- RECORDS SUPPLIED
┏━━
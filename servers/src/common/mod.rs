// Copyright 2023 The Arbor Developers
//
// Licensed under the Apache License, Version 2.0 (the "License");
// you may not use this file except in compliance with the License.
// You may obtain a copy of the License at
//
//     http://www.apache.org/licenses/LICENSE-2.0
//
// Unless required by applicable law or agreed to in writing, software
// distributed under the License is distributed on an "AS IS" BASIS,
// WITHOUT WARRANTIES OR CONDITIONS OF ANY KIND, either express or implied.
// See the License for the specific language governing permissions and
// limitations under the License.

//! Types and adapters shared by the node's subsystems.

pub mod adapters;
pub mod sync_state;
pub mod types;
┗━━
- WHAT THE TASK REQUIRES
Print again the material above, limited to the lines from the one holding "pub mod adapters;" through the last, inclusive.

- SOLUTION TO THIS EXERCISE
pub mod adapters;
pub mod sync_state;
pub mod types;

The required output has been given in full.